The first identified problems with these pain pumps were disclosed in 2006. Between 2006 and 2013, FDA investigators conducted five inspections at Medtronic’s facilities, resulting in three warning letters notifying the company of many violations that included inadequate process for identifying, investigating, and correcting quality problems with the Synchromed II Implantable Infusion Pump System, failure to document design changes, and failure to ensure that finished products meet design specifications.

In 2012, the FDA also issued a warning letter to Medtronic that cited the company for failing to correct problems with the devices. In 2013, Medtronic notified physicians of four potential defects with the pump and said that 14 deaths were associated with Synchromed II Implantable Infusion Pump System. Most of the deaths took place when patients either were deprived of medication and entered withdrawal, or after overdoses.
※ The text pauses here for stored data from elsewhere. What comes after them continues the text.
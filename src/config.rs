use crate::error::{BatikScanError, Result};
use serde::{Deserialize, Serialize};
use std::path::{Path, PathBuf};

pub const DEFAULT_ENDPOINT: &str = "http://18.214.158.188:8888/predict";
pub const ENDPOINT_ENV: &str = "BATIKSCAN_ENDPOINT";

/// 実行時パーミッションの扱い
#[derive(Debug, Clone, Copy, PartialEq, Eq, Serialize, Deserialize, Default)]
#[serde(rename_all = "lowercase")]
pub enum PermissionPolicy {
    #[default]
    Allow,
    Deny,
    Ask,
}

impl std::str::FromStr for PermissionPolicy {
    type Err = String;

    fn from_str(s: &str) -> std::result::Result<Self, Self::Err> {
        match s.to_lowercase().as_str() {
            "allow" | "grant" => Ok(PermissionPolicy::Allow),
            "deny" => Ok(PermissionPolicy::Deny),
            "ask" | "prompt" => Ok(PermissionPolicy::Ask),
            _ => Err(format!("Unknown permission policy: {}. Use allow, deny, or ask", s)),
        }
    }
}

#[derive(Debug, Clone, Serialize, Deserialize)]
#[serde(default)]
pub struct Config {
    pub endpoint: String,
    /// 未設定ならタイムアウトなし
    pub timeout_seconds: Option<u64>,
    /// `{output}` を撮影先パスに置換して実行
    pub camera_command: Option<String>,
    pub media_library_permission: PermissionPolicy,
    pub camera_permission: PermissionPolicy,
    /// 端末表示のバー幅（文字数）
    pub bar_cells: usize,
}

impl Default for Config {
    fn default() -> Self {
        Self {
            endpoint: DEFAULT_ENDPOINT.into(),
            timeout_seconds: None,
            camera_command: None,
            media_library_permission: PermissionPolicy::Allow,
            camera_permission: PermissionPolicy::Ask,
            bar_cells: 30,
        }
    }
}

impl Config {
    pub fn load() -> Result<Self> {
        let mut config = Self::load_from(&Self::config_path()?)?;
        config.apply_env();
        Ok(config)
    }

    /// 環境変数を優先
    pub fn apply_env(&mut self) {
        self.apply_endpoint_override(std::env::var(ENDPOINT_ENV).ok());
    }

    /// 空文字列は無視
    pub fn apply_endpoint_override(&mut self, endpoint: Option<String>) {
        if let Some(endpoint) = endpoint {
            if !endpoint.trim().is_empty() {
                self.endpoint = endpoint;
            }
        }
    }

    /// `batikscan config` 用の読み込み。壊れたファイルはデフォルトから作り直す
    pub fn load_for_edit(path: &Path) -> Result<Self> {
        match Self::load_from(path) {
            Err(BatikScanError::JsonParse(e)) => {
                tracing::warn!(path = %path.display(), error = %e, "config file is corrupted, starting from defaults");
                Ok(Self::default())
            }
            other => other,
        }
    }

    pub fn load_from(path: &Path) -> Result<Self> {
        if path.exists() {
            let content = std::fs::read_to_string(path)?;
            let config: Config = serde_json::from_str(&content)?;
            Ok(config)
        } else {
            Ok(Self::default())
        }
    }

    pub fn save_to(&self, path: &Path) -> Result<()> {
        if let Some(parent) = path.parent() {
            std::fs::create_dir_all(parent)?;
        }

        let content = serde_json::to_string_pretty(self)?;
        std::fs::write(path, content)?;
        Ok(())
    }

    pub fn config_path() -> Result<PathBuf> {
        let home = dirs::home_dir()
            .ok_or_else(|| BatikScanError::Config("ホームディレクトリが見つかりません".into()))?;
        Ok(home.join(".config").join("batikscan").join("config.json"))
    }

    pub fn set_endpoint(&mut self, endpoint: String) -> Result<()> {
        if !endpoint.starts_with("http://") && !endpoint.starts_with("https://") {
            return Err(BatikScanError::Config(format!("URLが不正です: {}", endpoint)));
        }
        self.endpoint = endpoint;
        Ok(())
    }

    /// 空文字列で解除
    pub fn set_camera_command(&mut self, command: String) {
        self.camera_command = if command.trim().is_empty() { None } else { Some(command) };
    }
}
This is what an intrathecal pain pump looks like.

This is what an intrathecal pain pump looks like.

The Justice Department, working with the FDA, filed the consent decree of Permanent Injunction along with a legal complaint alleging that Medtronic and two of its executives have distributed “adulterated” devices. The complaint alleges that the pumps weren’t manufactured in accordance with current good manufacturing processes.

The consent decree cites violations of the quality system regulation for the medical devices which requires manufacturers to have processes in place to assure that the design, manufacture and distribution of device which insures its safe use.

The legal action requires Medtronic to stop manufacturing, designing and distributing new Synchromed II Implantable Infusion Pump System except in very limited cases, such as when doctor determines that the device is medically necessary for a patient’s treatment.

The consent decree also requires Medtronic to retain a third-party expert to help develop and submit plans to the FDA to correct violations. The consent decree will remain in effect until the Food and Drug Administration has determined that Medtronic has met all the provisions listed in the consent decree.

Finally, the consent decree prohibits the device from being manufactured and distributed in the United States and abroad unless and until the conduct is stopped and requires Medtronic to hire a third party expert to inspect and review its operations in its Minneapolis plant that manufactured the Synchromed II Implantable Pump System.

Patients who are implanted with Synchromed II Implantable Infusion Pump System should maintain regular follow up appointments with their doctors. Patients who experience a change or return of symptoms should contact their doctor immediately.